Subject to the terms and conditions of the Merger Agreement, at the effective time of the Merger (the “Effective Time”), each outstanding share of Redfin common stock, par value $0.001 per share (collectively, the “Redfin Shares”) (other than Redfin Shares owned directly or indirectly by the Company, Redfin, Merger Sub or any of the Company’s or Merger Sub’s respective wholly owned subsidiaries immediately prior to the Effective Time), will be automatically converted into the right to receive 0.7926 shares (the “Exchange Ratio”) of the Company’s Class A common stock, par value $0.00001 per share (the “Rocket Stock”) and the cash payable in lieu of fractional shares (the “Merger Consideration”), without interest and subject to any applicable withholding taxes, which represents an equity value of $1.75 billion.

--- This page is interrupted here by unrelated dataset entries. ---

//! The host side of the bridge: operations, requests and raw responses.
//!
//! A host only ever resolves or rejects the futures it hands out; it never
//! blocks. Responses are read in two stages: the call yields a raw response
//! object, then its body is read with a second asynchronous call.

use std::fmt;

use bytes::Bytes;
use helmlet_core::ResourceLocator;
use serde::{Deserialize, Serialize};

/// The four host operations, named after the generated client's raw methods.
#[derive(Debug, Clone, Copy, PartialEq, Eq, Hash, Serialize, Deserialize)]
pub enum HostOperation {
    GetNamespaced,
    GetCluster,
    ListNamespaced,
    ListCluster,
}

impl HostOperation {
    /// An empty namespace selects the cluster-scoped variant.
    pub fn for_get(namespace: &str) -> Self {
        if namespace.is_empty() { Self::GetCluster } else { Self::GetNamespaced }
    }

    pub fn for_list(namespace: &str) -> Self {
        if namespace.is_empty() { Self::ListCluster } else { Self::ListNamespaced }
    }

    pub fn name(self) -> &'static str {
        match self {
            Self::GetNamespaced => "getNamespacedCustomObjectRaw",
            Self::GetCluster => "getClusterCustomObjectRaw",
            Self::ListNamespaced => "listNamespacedCustomObjectRaw",
            Self::ListCluster => "listClusterCustomObjectRaw",
        }
    }

    /// HTTP verb reported in synthesized server errors; lists are GETs too.
    pub fn verb(self) -> &'static str { "GET" }

    pub fn is_list(self) -> bool { matches!(self, Self::ListNamespaced | Self::ListCluster) }
}

impl fmt::Display for HostOperation {
    fn fmt(&self, f: &mut fmt::Formatter<'_>) -> fmt::Result { f.write_str(self.name()) }
}

/// Payload handed to a host operation.
#[derive(Debug, Clone, PartialEq, Eq, Serialize, Deserialize)]
#[serde(rename_all = "camelCase")]
pub struct HostRequest {
    /// Absent for the core group.
    #[serde(default, skip_serializing_if = "Option::is_none")]
    pub group: Option<String>,
    pub version: String,
    pub plural: String,
    #[serde(default)]
    pub namespace: String,
    #[serde(default, skip_serializing_if = "Option::is_none")]
    pub name: Option<String>,
}

impl HostRequest {
    pub fn get(locator: &ResourceLocator, namespace: &str, name: &str) -> Self {
        Self { name: Some(name.to_string()), ..Self::list(locator, namespace) }
    }

    pub fn list(locator: &ResourceLocator, namespace: &str) -> Self {
        Self {
            group: locator.group.clone(),
            version: locator.version.clone(),
            plural: locator.plural.clone(),
            namespace: namespace.to_string(),
            name: None,
        }
    }

    /// REST path of the collection, e.g. `/apis/apps/v1/namespaces/ns/deployments`.
    pub fn collection_path(&self) -> String {
        let base = match self.group.as_deref() {
            Some(g) if !g.is_empty() => format!("/apis/{}/{}", g, self.version),
            _ => format!("/api/{}", self.version),
        };
        if self.namespace.is_empty() {
            format!("{}/{}", base, self.plural)
        } else {
            format!("{}/namespaces/{}/{}", base, self.namespace, self.plural)
        }
    }

    /// Object path for Get, collection path for List.
    pub fn path(&self) -> String {
        match &self.name {
            Some(n) => format!("{}/{}", self.collection_path(), n),
            None => self.collection_path(),
        }
    }
}

/// Response body as exposed by the host: binary or text.
#[derive(Debug, Clone, PartialEq, Eq)]
pub enum Body {
    Binary(Bytes),
    Text(String),
}

impl Body {
    pub fn as_bytes(&self) -> &[u8] {
        match self {
            Body::Binary(b) => b.as_ref(),
            Body::Text(s) => s.as_bytes(),
        }
    }

    pub fn len(&self) -> usize { self.as_bytes().len() }

    pub fn is_empty(&self) -> bool { self.len() == 0 }
}

impl From<serde_json::Value> for Body {
    fn from(v: serde_json::Value) -> Self { Body::Text(v.to_string()) }
}

/// First-stage result of a host call; the body is read asynchronously.
#[async_trait::async_trait]
pub trait RawResponse: Send + Sync {
    fn status(&self) -> u16;
    async fn body(&self) -> Result<Body, HostFailure>;
}

/// Rejection value of a host call.
pub enum HostFailure {
    /// The generated client's response error: it carries the HTTP response.
    Response(Box<dyn RawResponse>),
    /// Anything else the host threw (network failures, serialization, type errors).
    Thrown(String),
}

impl HostFailure {
    pub fn thrown(msg: impl fmt::Display) -> Self { Self::Thrown(msg.to_string()) }
}

impl fmt::Display for HostFailure {
    fn fmt(&self, f: &mut fmt::Formatter<'_>) -> fmt::Result {
        match self {
            Self::Response(r) => write!(f, "ResponseError: response returned status {}", r.status()),
            Self::Thrown(msg) => f.write_str(msg),
        }
    }
}

impl fmt::Debug for HostFailure {
    fn fmt(&self, f: &mut fmt::Formatter<'_>) -> fmt::Result {
        match self {
            Self::Response(r) => f.debug_tuple("Response").field(&r.status()).finish(),
            Self::Thrown(msg) => f.debug_tuple("Thrown").field(msg).finish(),
        }
    }
}

/// The host's cluster connectivity.
#[async_trait::async_trait]
pub trait HostClient: Send + Sync {
    async fn call(&self, op: HostOperation, request: HostRequest) -> Result<Box<dyn RawResponse>, HostFailure>;
}

/// A response whose body is already in memory.
#[derive(Debug, Clone)]
pub struct BufferedResponse {
    pub status: u16,
    pub body: Body,
}

impl BufferedResponse {
    pub fn new(status: u16, body: Body) -> Self { Self { status, body } }

    pub fn ok(body: Body) -> Self { Self::new(200, body) }
}

#[async_trait::async_trait]
impl RawResponse for BufferedResponse {
    fn status(&self) -> u16 { self.status }

    async fn body(&self) -> Result<Body, HostFailure> { Ok(self.body.clone()) }
}

#[cfg(test)]
mod tests {
    use super::*;

    #[test]
    fn operation_follows_namespace() {
        assert_eq!(HostOperation::for_get("").name(), "getClusterCustomObjectRaw");
        assert_eq!(HostOperation::for_get("ns").name(), "getNamespacedCustomObjectRaw");
        assert_eq!(HostOperation::for_list("").name(), "listClusterCustomObjectRaw");
        assert_eq!(HostOperation::for_list("ns").name(), "listNamespacedCustomObjectRaw");
    }

    #[test]
    fn request_paths() {
        let cm = ResourceLocator::new("", "v1", "configmaps");
        assert_eq!(HostRequest::get(&cm, "default", "cfg").path(), "/api/v1/namespaces/default/configmaps/cfg");
        assert_eq!(HostRequest::list(&cm, "").path(), "/api/v1/configmaps");
        let w = ResourceLocator::new("example.com", "v1", "widgets");
        assert_eq!(HostRequest::get(&w, "", "foo").path(), "/apis/example.com/v1/widgets/foo");
    }

    #[test]
    fn request_payload_omits_core_group_and_name() {
        let req = HostRequest::list(&ResourceLocator::new("", "v1", "pods"), "kube-system");
        let v = serde_json::to_value(&req).unwrap();
        assert_eq!(v, serde_json::json!({ "version": "v1", "plural": "pods", "namespace": "kube-system" }));
    }
}
//! One render: chart state in, filtered files out.

use std::collections::BTreeMap;
use std::sync::Arc;
use std::time::Instant;

use helmlet_bridge::LookupBackend;
use helmlet_chart::{process_dependencies, to_render_values, Chart, HelmVersion};
use metrics::{counter, histogram};
use tracing::{debug, info};

use crate::request::{RenderRequest, RenderResult};
use crate::RenderError;

pub type EngineError = Box<dyn std::error::Error + Send + Sync>;

/// The templating engine. Substitution semantics are entirely its own; in-template
/// lookups go through `lookup`, which blocks until the host answers.
pub trait TemplateEngine: Send + Sync {
    fn render(&self, chart: &Chart, values: &serde_json::Value, lookup: &dyn LookupBackend) -> Result<BTreeMap<String, String>, EngineError>;
}

#[derive(Clone)]
pub struct RenderOrchestrator {
    engine: Arc<dyn TemplateEngine>,
}

impl RenderOrchestrator {
    pub fn new(engine: Arc<dyn TemplateEngine>) -> Self { Self { engine } }

    /// Run one render. Must be called off the async runtime's worker threads,
    /// since engine lookups block.
    pub fn render(&self, request: RenderRequest, lookup: &dyn LookupBackend) -> Result<RenderResult, RenderError> {
        let t0 = Instant::now();
        let RenderRequest { mut chart, values, options, bundle } = request;
        info!(chart = %chart.name(), release = %options.name, ns = %options.namespace, subcharts = chart.dependencies().len(), "render start");

        process_dependencies(&mut chart, &values);
        let mut caps = bundle.capabilities;
        caps.helm_version = HelmVersion::current();
        let render_values = to_render_values(&chart, &values, &options, &caps)?;

        let crds = serde_json::to_string(&chart.crd_objects()).map_err(|e| RenderError::Encode(e.to_string()))?;
        let chart_json = chart.to_json()?;

        let rendered = self.engine.render(&chart, &render_values, lookup).map_err(RenderError::Engine)?;
        let total = rendered.len();
        let files = trim_outputs(rendered);
        let dropped = total - files.len();
        if dropped > 0 {
            counter!("helmlet_render_files_dropped_total", dropped as u64);
            debug!(dropped, "blank outputs dropped");
        }
        histogram!("helmlet_render_ms", t0.elapsed().as_secs_f64() * 1000.0);
        info!(chart = %chart.name(), files = files.len(), dropped, took_ms = %t0.elapsed().as_millis(), "render done");
        Ok(RenderResult { files, chart: chart_json, crds })
    }
}

/// Trim every output and keep only those with content left.
pub fn trim_outputs(rendered: BTreeMap<String, String>) -> BTreeMap<String, String> {
    rendered
        .into_iter()
        .filter_map(|(path, text)| {
            let trimmed = text.trim();
            (!trimmed.is_empty()).then(|| (path, trimmed.to_string()))
        })
        .collect()
}

#[cfg(test)]
mod tests {
    use super::*;

    #[test]
    fn blank_outputs_are_dropped() {
        let mut m = BTreeMap::new();
        m.insert("web/templates/cm.yaml".to_string(), "\n---\nkind: ConfigMap\n\n".to_string());
        m.insert("web/templates/NOTES.txt".to_string(), " \n\t\n".to_string());
        m.insert("web/templates/empty.yaml".to_string(), String::new());
        let out = trim_outputs(m);
        assert_eq!(out.len(), 1);
        assert_eq!(out["web/templates/cm.yaml"], "---\nkind: ConfigMap");
    }
}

Under the terms of the Merger Agreement, the completion of the Merger is subject to certain customary closing conditions, including, among others: (i) the approval of the Merger and adoption of the Merger Agreement by the affirmative vote of the holders of a majority of the voting power of the outstanding Redfin Shares entitled to vote thereon; (ii) the accuracy of the parties’ respective representations and warranties in the Merger Agreement, subject to specified materiality qualifications; (iii) compliance by the parties with their respective covenants in the Merger Agreement in all material respects; (iv) the absence of any statute, rule, regulation, order, writ, injunction, judgment or decree by any governmental authority of competent jurisdiction that results or will result in prohibiting or making illegal the consummation of the Merger or that results or would result in a Detriment (as defined in the Merger Agreement); (v) the expiration or termination of all applicable waiting periods (and any extensions thereof) applicable to the Merger under the Hart-Scott-Rodino Antitrust Improvements Act of 1976, as amended; (vi) the effectiveness of registration statements of the Company relating to the registration under the Securities Act of 1933, as amended (the “Securities Act”), of the issuance of Rocket Stock in connection with the Merger; (vii) the shares of Rocket Stock issuable (a) in the Merger, (b) upon the exercise of all Assumed Options (as defined below), and (c) in settlement of all Assumed Units (as defined below), shall have been authorized for listing on the NYSE subject to official notice of issuance; (viii) the absence of a material adverse effect with respect to Redfin or the Company on or after the date of the Merger Agreement that is continuing as of immediately prior to the Effective Time; (ix) the receipt by Redfin of an opinion of counsel to the effect that the Merger will qualify as a “reorganization” within the meaning of Section 368(a) of the Internal Revenue Code of 1986, as amended; and (x) the completion of the collapse of the Company’s “Up-C” structure.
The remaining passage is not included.